The mother of the octuplets, the one who already has six children and has been living with her mother, confesses she is lonely and she wanted a big family. And the offers now are pouring in: books, movies, specials…she’s hired a publicist, this welfare parasite. “She’s the most sought-after mum in the world” is what the BBC is telling me. This is what’s important. This is what we want to read. So give it to us, lads. Judith Regan is salivating over this one.

On top of all that, management here is feeding The Doobie Brothers down my throat or Michael McDonald or whoever it is that sings that insufferable Ya Mo Be There, so it’s hard to even put two and one thoughts together.

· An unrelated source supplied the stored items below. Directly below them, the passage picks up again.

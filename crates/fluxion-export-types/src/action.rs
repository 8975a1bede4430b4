// Copyright (c) 2025 SOLARE S.R.O.
//
// This file is part of FluxION.
//
// Licensed under the Creative Commons Attribution-NonCommercial-NoDerivatives 4.0 International
// (CC BY-NC-ND 4.0). You may use and share this file for non-commercial purposes only and you may not
// create derivatives. See <https://creativecommons.org/licenses/by-nc-nd/4.0/>.
//
// This software is provided "AS IS", without warranty of any kind.
//
// For commercial licensing, please contact: info@solare.cz

use serde::{Deserialize, Serialize};
use std::convert::Infallible;
use std::fmt;
use std::str::FromStr;

// ============= Interval Action =============

/// Action proposed for (or decided on) a single scheduling interval
///
/// Only `export` and `auto` carry meaning for the export guard. Any other
/// value produced by the upstream scheduler is passed through untouched.
#[derive(Debug, Clone, PartialEq, Eq, Hash, Default, Serialize, Deserialize)]
#[serde(from = "String", into = "String")]
pub enum ExportAction {
    /// Discharge the battery to the grid
    Export,
    /// Let the inverter run its normal self-use logic
    #[default]
    Auto,
    /// Any other scheduler action, kept verbatim
    Other(String),
}

impl ExportAction {
    /// Config/wire string for this action
    pub fn as_str(&self) -> &str {
        match self {
            Self::Export => "export",
            Self::Auto => "auto",
            Self::Other(value) => value,
        }
    }

    pub fn is_export(&self) -> bool {
        matches!(self, Self::Export)
    }
}

impl fmt::Display for ExportAction {
    fn fmt(&self, f: &mut fmt::Formatter<'_>) -> fmt::Result {
        f.write_str(self.as_str())
    }
}

impl FromStr for ExportAction {
    type Err = Infallible;

    fn from_str(s: &str) -> Result<Self, Self::Err> {
        Ok(Self::from(s.to_owned()))
    }
}

impl From<String> for ExportAction {
    fn from(value: String) -> Self {
        match value.as_str() {
            "export" => Self::Export,
            "auto" => Self::Auto,
            _ => Self::Other(value),
        }
    }
}

impl From<&str> for ExportAction {
    fn from(value: &str) -> Self {
        Self::from(value.to_owned())
    }
}

impl From<ExportAction> for String {
    fn from(action: ExportAction) -> Self {
        match action {
            ExportAction::Other(value) => value,
            known @ (ExportAction::Export | ExportAction::Auto) => known.as_str().to_owned(),
        }
    }
}
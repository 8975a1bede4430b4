// Copyright (c) 2025 SOLARE S.R.O.
//
// This file is part of FluxION.
//
// Licensed under the Creative Commons Attribution-NonCommercial-NoDerivatives 4.0 International
// (CC BY-NC-ND 4.0). You may use and share this file for non-commercial purposes only and you may not
// create derivatives. See <https://creativecommons.org/licenses/by-nc-nd/4.0/>.
//
// This software is provided "AS IS", without warranty of any kind.
//
// For commercial licensing, please contact: info@solare.cz

use serde::{Deserialize, Serialize};

/// Price inputs for one interval
#[derive(Debug, Clone, PartialEq, Default, Serialize, Deserialize)]
pub struct PriceSignals {
    /// Current export price (CZK/kWh)
    pub sell_price: f32,

    /// Buy prices for the next 7 hours, in time order (CZK/kWh)
    #[serde(default)]
    pub buy_forecast: Vec<f32>,
}

impl PriceSignals {
    pub fn new(sell_price: f32, buy_forecast: Vec<f32>) -> Self {
        Self {
            sell_price,
            buy_forecast,
        }
    }

    /// Cheapest buy price in the forecast, `None` when the forecast is empty
    pub fn min_buy_price(&self) -> Option<f32> {
        self.buy_forecast.iter().copied().reduce(f32::min)
    }
}

#[cfg(test)]
mod tests {
    use super::*;

    #[test]
    fn test_min_buy_price() {
        let prices = PriceSignals::new(3.0, vec![2.4, 1.9, 2.2, 3.1]);
        assert_eq!(prices.min_buy_price(), Some(1.9));
    }

    #[test]
    fn test_min_buy_price_empty_forecast() {
        let prices = PriceSignals::new(3.0, Vec::new());
        assert_eq!(prices.min_buy_price(), None);
    }

    #[test]
    fn test_negative_prices() {
        let prices = PriceSignals::new(0.5, vec![0.3, -0.8, 0.1]);
        assert_eq!(prices.min_buy_price(), Some(-0.8));
    }
}
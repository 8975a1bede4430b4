// Copyright (c) 2025 SOLARE S.R.O.
//
// This file is part of FluxION.
//
// Licensed under the Creative Commons Attribution-NonCommercial-NoDerivatives 4.0 International
// (CC BY-NC-ND 4.0). You may use and share this file for non-commercial purposes only and you may not
// create derivatives. See <https://creativecommons.org/licenses/by-nc-nd/4.0/>.
//
// This software is provided "AS IS", without warranty of any kind.
//
// For commercial licensing, please contact: info@solare.cz

pub mod config;
pub mod error;
pub mod strategy;
pub mod validation;

pub use config::{load_config, load_config_or_default};
pub use error::{ExportGuardError, ExportGuardResult};
pub use strategy::*;
pub use validation::{ValidationIssue, ValidationResult, ValidationSeverity};

pub use fluxion_export_types::{
    BatteryState, DecisionRule, ExportAction, ExportDecision, ExportGuardConfig, IntervalContext,
    PriceSignals,
};
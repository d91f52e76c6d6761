//! A state machine scanner for property paths.
//!
//! The lexer works on a path that has already been trimmed of surrounding
//! whitespace. `offset` is the number of characters that were trimmed from
//! the front, so that error positions can be reported in the caller's
//! coordinates.
use crate::{
    errors::PathError,
    token::{Token, TokenType, EOP},
};

use std::str::CharIndices;

enum State {
    Error,
    EndOfPath,
    LexRoot,
    LexSegment,
    LexName,
    LexIndex,
    LexKey,
}

/// A property path tokenizer, producing a vector of tokens.
struct Lexer<'p> {
    path: &'p str,
    offset: usize,
    tokens: Vec<Token>,

    chars: CharIndices<'p>,
    start: usize,
    pos: usize,
    start_char: usize,
    chars_read: usize,
}

impl<'p> Lexer<'p> {
    fn new(path: &'p str, offset: usize) -> Self {
        Self {
            path,
            offset,
            tokens: Vec::new(),
            chars: path.char_indices(),
            start: 0,
            pos: 0,
            start_char: 0,
            chars_read: 0,
        }
    }

    fn run(&mut self) {
        let mut state = State::LexRoot;
        loop {
            match state {
                State::Error | State::EndOfPath => break,
                State::LexRoot => state = lex_root(self),
                State::LexSegment => state = lex_segment(self),
                State::LexName => state = lex_name(self),
                State::LexIndex => state = lex_index(self),
                State::LexKey => state = lex_key(self),
            }
        }
    }

    fn emit(&mut self, t: TokenType) {
        let start = self.offset + self.start_char;
        self.tokens.push(Token::new(t, start, self.position()));
        self.start = self.pos;
        self.start_char = self.chars_read;
    }

    fn value(&self) -> &str {
        self.path
            .get(self.start..self.pos)
            .expect("lexer error: slice out of bounds or not on codepoint boundary")
    }

    fn boxed_value(&self) -> Box<str> {
        self.value().to_string().into_boxed_str()
    }

    fn next(&mut self) -> Option<char> {
        if let Some((pos, ch)) = self.chars.next() {
            self.pos = pos + ch.len_utf8();
            self.chars_read += 1;

            #[cfg(debug_assertions)]
            debug_assert!(
                self.pos <= self.path.len(),
                "current position is out of bounds"
            );

            Some(ch)
        } else {
            None
        }
    }

    fn peek(&self) -> char {
        if let Some((_, ch)) = self.chars.clone().next() {
            ch
        } else {
            EOP
        }
    }

    fn is_eop(&self) -> bool {
        self.chars.clone().next().is_none()
    }

    fn accept(&mut self, ch: char) -> bool {
        if !self.is_eop() && self.peek() == ch {
            self.next();
            true
        } else {
            false
        }
    }

    fn accept_if(&mut self, pred: impl FnOnce(char) -> bool) -> bool {
        if !self.is_eop() && pred(self.peek()) {
            self.next();
            true
        } else {
            false
        }
    }

    fn accept_run(&mut self, pred: impl Fn(char) -> bool) -> bool {
        let mut accepted = false;
        while !self.is_eop() && pred(self.peek()) {
            self.next();
            accepted = true;
        }
        accepted
    }

    /// Character offset of the next unread character, in caller coordinates.
    fn position(&self) -> usize {
        self.offset + self.chars_read
    }

    fn error(&mut self, msg: String) -> State {
        let position = self.position();
        self.error_at(msg, position)
    }

    fn error_at(&mut self, msg: String, position: usize) -> State {
        let start = self.offset + self.start_char;
        let end = self.position();
        self.tokens.push(Token::new(
            TokenType::Error {
                msg: msg.into_boxed_str(),
                position,
            },
            start,
            end,
        ));
        State::Error
    }
}

pub fn tokenize(path: &str, offset: usize) -> Vec<Token> {
    let mut lexer = Lexer::new(path, offset);
    lexer.run();
    lexer.tokens
}

pub fn lex(path: &str, offset: usize) -> Result<Vec<Token>, PathError> {
    let tokens = tokenize(path, offset);

    match tokens.last() {
        Some(Token {
            kind: TokenType::Error { msg, position },
            ..
        }) => Err(PathError::syntax((*msg).to_string(), *position)),
        _ => Ok(tokens),
    }
}

fn lex_root(l: &mut Lexer) -> State {
    // A path that doesn't open with a suffix reads as if it had a leading dot.
    match l.peek() {
        '[' | '(' => State::LexSegment,
        _ => State::LexName,
    }
}

fn lex_segment(l: &mut Lexer) -> State {
    if l.is_eop() {
        l.emit(TokenType::Eop);
        return State::EndOfPath;
    }

    if l.accept('.') {
        l.emit(TokenType::Dot);
        State::LexName
    } else if l.accept('[') {
        l.emit(TokenType::LBracket);
        State::LexIndex
    } else if l.accept('(') {
        l.emit(TokenType::LParen);
        State::LexKey
    } else {
        let msg = format!(
            "unexpected token `{}` at position {}",
            l.peek(),
            l.position()
        );
        l.error(msg)
    }
}

fn lex_name(l: &mut Lexer) -> State {
    if l.accept_if(is_name_first) {
        l.accept_run(is_name_char);
        l.emit(TokenType::Name {
            value: l.boxed_value(),
        });
        State::LexSegment
    } else {
        let msg = format!("expected name at position {}", l.position());
        l.error(msg)
    }
}

fn lex_index(l: &mut Lexer) -> State {
    let integer_start = l.position();

    l.accept('-');
    if !l.accept('0') {
        if l.accept_if(is_non_zero_digit) {
            l.accept_run(is_digit);
        } else {
            let msg = format!(
                "could not parse index as integer at position {}",
                l.position()
            );
            return l.error(msg);
        }
    }

    match l.value().parse::<i64>() {
        Ok(value) => l.emit(TokenType::Index { value }),
        Err(_) => {
            let msg = format!(
                "could not parse index as integer at position {}",
                integer_start
            );
            return l.error_at(msg, integer_start);
        }
    }

    if l.accept(']') {
        l.emit(TokenType::RBracket);
        State::LexSegment
    } else {
        let msg = format!("missing `]` at position {}", l.position());
        l.error(msg)
    }
}

fn lex_key(l: &mut Lexer) -> State {
    while !l.is_eop() && l.peek() != ')' {
        l.next();
    }

    if l.is_eop() {
        let msg = format!("missing `)` at position {}", l.position());
        return l.error(msg);
    }

    l.emit(TokenType::Key {
        value: l.boxed_value(),
    });
    l.next();
    l.emit(TokenType::RParen);
    State::LexSegment
}

fn is_name_first(ch: char) -> bool {
    ch.is_ascii_alphabetic()
}

fn is_name_char(ch: char) -> bool {
    ch.is_ascii_alphanumeric() || matches!(ch, '?' | '!' | '_')
}

fn is_digit(ch: char) -> bool {
    ch.is_ascii_digit()
}

fn is_non_zero_digit(ch: char) -> bool {
    matches!(ch, '1'..='9')
}
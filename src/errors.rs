use std::fmt;

#[derive(Debug, Clone, Copy, PartialEq, Eq)]
pub enum PathErrorType {
    /// The caller passed something unusable: an empty path, a path bounded
    /// by dots, a nil root object or an invalid hand-built segment.
    ArgumentError,
    SyntaxError,
    /// An interior segment resolved to nothing under `MissingPolicy::Fail`.
    NoSuchProperty,
    /// The path and the object disagree about shape.
    TypeError,
}

#[derive(Debug, Clone, PartialEq, Eq)]
pub struct PathError {
    pub kind: PathErrorType,
    pub msg: String,
    /// Character offset into the caller's path string. Only set for syntax errors.
    pub position: Option<usize>,
}

impl PathError {
    pub fn new(kind: PathErrorType, msg: String, position: Option<usize>) -> Self {
        Self {
            kind,
            msg,
            position,
        }
    }

    pub fn argument(msg: impl Into<String>) -> Self {
        Self::new(PathErrorType::ArgumentError, msg.into(), None)
    }

    pub fn syntax(msg: String, position: usize) -> Self {
        Self::new(PathErrorType::SyntaxError, msg, Some(position))
    }

    pub fn no_such_property(segment: &str, path: &str) -> Self {
        Self::new(
            PathErrorType::NoSuchProperty,
            format!("unexpected nil value for property `{segment}` in path `{path}`"),
            None,
        )
    }

    pub fn typ(msg: String) -> Self {
        Self::new(PathErrorType::TypeError, msg, None)
    }

    pub fn is_argument(&self) -> bool {
        self.kind == PathErrorType::ArgumentError
    }

    pub fn is_syntax(&self) -> bool {
        self.kind == PathErrorType::SyntaxError
    }

    pub fn is_no_such_property(&self) -> bool {
        self.kind == PathErrorType::NoSuchProperty
    }

    pub fn is_type(&self) -> bool {
        self.kind == PathErrorType::TypeError
    }
}

impl std::error::Error for PathError {}

impl fmt::Display for PathError {
    fn fmt(&self, f: &mut fmt::Formatter<'_>) -> fmt::Result {
        match self.kind {
            PathErrorType::ArgumentError => write!(f, "argument error: {}", self.msg),
            PathErrorType::SyntaxError => write!(f, "syntax error: {}", self.msg),
            PathErrorType::NoSuchProperty => write!(f, "no such property: {}", self.msg),
            PathErrorType::TypeError => write!(f, "type error: {}", self.msg),
        }
    }
}
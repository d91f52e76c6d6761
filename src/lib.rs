//! Read values out of nested data with short property paths like
//! `books[0].author`, `owner.name` or `book(Sword of Honour).price`.
//!
//! A path is a chain of dot separated property names, each optionally
//! followed by a bracketed integer index (`[2]`, `[-1]`) or a parenthesized
//! key (`(year)`). Indices and keys can also start a path, or follow each
//! other directly, in which case they apply to the current value itself.
//!
//! ## Parsing
//!
//! Use [`parse`] to turn a path into a [`ParsedPath`]. Parsing never looks
//! at any data, and a parsed path can be reused for as many lookups as you
//! like.
//!
//! ```
//! use property_accessor::{errors::PathError, parse};
//!
//! fn main() -> Result<(), PathError> {
//!     let p = parse("foo.bar[0].meh.pow[0][1]")?;
//!     println!("{:#?}", p);
//!     Ok(())
//! }
//! ```
//!
//! Debug output from the example above shows these segments:
//!
//! ```text
//! ParsedPath {
//!     segments: [
//!         Property {
//!             name: "foo",
//!         },
//!         Index {
//!             name: Some(
//!                 "bar",
//!             ),
//!             index: 0,
//!         },
//!         Property {
//!             name: "meh",
//!         },
//!         Index {
//!             name: Some(
//!                 "pow",
//!             ),
//!             index: 0,
//!         },
//!         Index {
//!             name: None,
//!             index: 1,
//!         },
//!     ],
//! }
//! ```
//!
//! Syntax errors carry the character offset of the first character that
//! doesn't fit.
//!
//! ```text
//! Error: PathError { kind: SyntaxError, msg: "could not parse index as integer at position 6", position: Some(6) }
//! ```
//!
//! ## Getting values
//!
//! An [`Accessor`] pairs a parsed path with [`Options`]. Anything that
//! implements [`Navigable`] can be walked: `serde_json::Value`, standard
//! maps and sequences, and your own structs via the [`record!`] macro.
//!
//! ```
//! use property_accessor::{errors::PathError, Accessor, Options};
//! use serde_json::json;
//!
//! fn main() -> Result<(), PathError> {
//!     let store = json!({
//!         "owner": {"name": "John Doe"},
//!         "books": [{"author": "Nigel Rees", "title": null}]
//!     });
//!
//!     let author = Accessor::new("books[0].author")?.get_value(&store)?;
//!     assert_eq!(author.and_then(|v| v.as_str()), Some("Nigel Rees"));
//!
//!     // `title` is null, so there's nothing to take `upcase` from.
//!     let accessor = Accessor::new("books[0].title.upcase")?;
//!     assert!(accessor.get_value(&store).is_err());
//!
//!     let accessor = Accessor::with_options("books[0].title.upcase", Options::lenient())?;
//!     assert!(accessor.get_value(&store)?.is_none());
//!     Ok(())
//! }
//! ```
//!
//! Values come back as `&dyn Navigable` borrowed from the root. Use the
//! scalar helpers (`as_str`, `as_i64`, ...) or
//! `downcast_ref` to get at the concrete type.
pub mod accessor;
pub mod errors;
pub mod lexer;
pub mod options;
pub mod parser;
pub mod path;
pub mod value;
mod impls;
mod token;

pub use accessor::Accessor;
pub use errors::PathError;
pub use errors::PathErrorType;
pub use options::MissingPolicy;
pub use options::Options;
pub use parser::parse;
pub use path::Component;
pub use path::ParsedPath;
pub use path::Segment;
pub use path::SegmentKind;
pub use value::AsAny;
pub use value::Lookup;
pub use value::Mapping;
pub use value::Navigable;
pub use value::Record;
pub use value::Sequence;

/// Parse `path` and evaluate it once against `object` with default options.
pub fn get_value<'v>(
    object: &'v dyn Navigable,
    path: &str,
) -> Result<Option<&'v dyn Navigable>, PathError> {
    get_value_with(object, path, Options::default())
}

/// Parse `path` and evaluate it once against `object`.
pub fn get_value_with<'v>(
    object: &'v dyn Navigable,
    path: &str,
    options: Options,
) -> Result<Option<&'v dyn Navigable>, PathError> {
    Accessor::with_options(path, options)?.get_value(object)
}
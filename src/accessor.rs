use log::{debug, trace};

use crate::{
    errors::PathError,
    options::{MissingPolicy, Options},
    parser::parse,
    path::{ParsedPath, Segment},
    value::{Lookup, Navigable},
};

/// A parsed path bound to a set of evaluation options.
///
/// Parsing happens once, in the constructor. The accessor can then be
/// evaluated against any number of objects, concurrently if need be.
#[derive(Debug, Clone)]
pub struct Accessor {
    path: ParsedPath,
    source: String,
    options: Options,
}

impl Accessor {
    pub fn new(path: &str) -> Result<Self, PathError> {
        Accessor::with_options(path, Options::default())
    }

    pub fn with_options(path: &str, options: Options) -> Result<Self, PathError> {
        let parsed = parse(path)?;
        debug!("built accessor for `{}` with {:?}", path.trim(), options);
        Ok(Accessor {
            path: parsed,
            source: path.trim().to_owned(),
            options,
        })
    }

    pub fn from_parsed(path: ParsedPath, options: Options) -> Self {
        Accessor {
            source: path.to_string(),
            path,
            options,
        }
    }

    pub fn path(&self) -> &ParsedPath {
        &self.path
    }

    pub fn options(&self) -> Options {
        self.options
    }

    /// Walks this accessor's path through `object`.
    ///
    /// Returns `Ok(None)` when the last segment resolves to nothing, or when
    /// an interior segment does and the policy is
    /// [`MissingPolicy::Passthrough`]. The returned value borrows from
    /// `object`.
    pub fn get_value<'v>(
        &self,
        object: &'v dyn Navigable,
    ) -> Result<Option<&'v dyn Navigable>, PathError> {
        if object.is_nil() {
            return Err(PathError::argument("object is required"));
        }

        let last = self.path.len() - 1;
        let mut value = object;

        for (i, segment) in self.path.iter().enumerate() {
            let step = match segment {
                Segment::Property { name } => resolve_property(value, name),
                Segment::Index { name, index } => resolve_index(value, name.as_deref(), *index),
                Segment::Mapped { name, key } => resolve_mapped(value, name.as_deref(), key),
            };

            trace!("`{}` -> {:?}", segment, step);

            match step {
                Step::Found(next) => value = next,
                Step::Mismatch { expected, found } => {
                    let msg = match segment.name() {
                        Some(name) => format!(
                            "property `{name}` is expected to be {expected}, got `{found}` instead"
                        ),
                        None => format!("value is expected to be {expected}, got `{found}` instead"),
                    };
                    return Err(PathError::typ(msg));
                }
                Step::Absent if i == last => return Ok(None),
                Step::Absent => match self.options.on_missing_intermediate {
                    MissingPolicy::Fail => {
                        return Err(PathError::no_such_property(
                            &segment.to_string(),
                            &self.source,
                        ));
                    }
                    MissingPolicy::Passthrough => {
                        debug!(
                            "`{}` is missing in `{}`, returning nothing",
                            segment, self.source
                        );
                        return Ok(None);
                    }
                },
            }
        }

        Ok(Some(value))
    }
}

/// The outcome of resolving one segment against one value.
enum Step<'v> {
    Found(&'v dyn Navigable),
    Absent,
    Mismatch {
        expected: &'static str,
        found: &'static str,
    },
}

impl std::fmt::Debug for Step<'_> {
    fn fmt(&self, f: &mut std::fmt::Formatter<'_>) -> std::fmt::Result {
        match self {
            Step::Found(value) => write!(f, "Found({})", value.type_name()),
            Step::Absent => f.write_str("Absent"),
            Step::Mismatch { expected, found } => write!(f, "Mismatch({expected}, {found})"),
        }
    }
}

fn found(lookup: Lookup<'_>) -> Step<'_> {
    match lookup {
        Some(value) if !value.is_nil() => Step::Found(value),
        _ => Step::Absent,
    }
}

fn resolve_property<'v>(value: &'v dyn Navigable, name: &str) -> Step<'v> {
    if let Some(mapping) = value.as_mapping() {
        found(mapping.lookup(name))
    } else if let Some(record) = value.as_record() {
        found(record.field(name))
    } else {
        Step::Absent
    }
}

fn resolve_index<'v>(value: &'v dyn Navigable, name: Option<&str>, index: i64) -> Step<'v> {
    let target = match name {
        Some(name) => match resolve_property(value, name) {
            Step::Found(target) => target,
            step => return step,
        },
        None => value,
    };

    match target.as_sequence() {
        Some(sequence) => found(sequence.resolve(index)),
        None => Step::Mismatch {
            expected: "an array-like",
            found: target.type_name(),
        },
    }
}

fn resolve_mapped<'v>(value: &'v dyn Navigable, name: Option<&str>, key: &str) -> Step<'v> {
    let target = match name {
        Some(name) => {
            if value.as_mapping().is_none() {
                let keyed = value
                    .as_record()
                    .and_then(|record| record.keyed_field(name, key));
                if let Some(lookup) = keyed {
                    return found(lookup);
                }
            }

            match resolve_property(value, name) {
                Step::Found(target) => target,
                step => return step,
            }
        }
        None => value,
    };

    match target.as_mapping() {
        Some(mapping) => found(mapping.lookup(key)),
        None => Step::Mismatch {
            expected: "a map-like",
            found: target.type_name(),
        },
    }
}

“Do you want room for cream?”
“Yes, please.”

What I get is an over-priced volcanic concoction (i.e. regular coffee) that’s beyond filled to the rim which, given the economic situation would be very welcomed, as I’m trying to stretch my dollar and seventy-five cents as much as the next guy, only why even ask my preference if the answer won’t register?

I originally sat down here to give you another story but the incessant, loud tidbits of useless conversation by the myriad female patrons at this time of day (unemployed? or just well-off with kids in school?) passionately describing their exercise routines on their treadmills, coupled with horrendous classic rock selections have killed everything that might have produced something worth reading. And instead you get this. Lucky you.

“Do you want room for cream?”

Well? What would you tell her?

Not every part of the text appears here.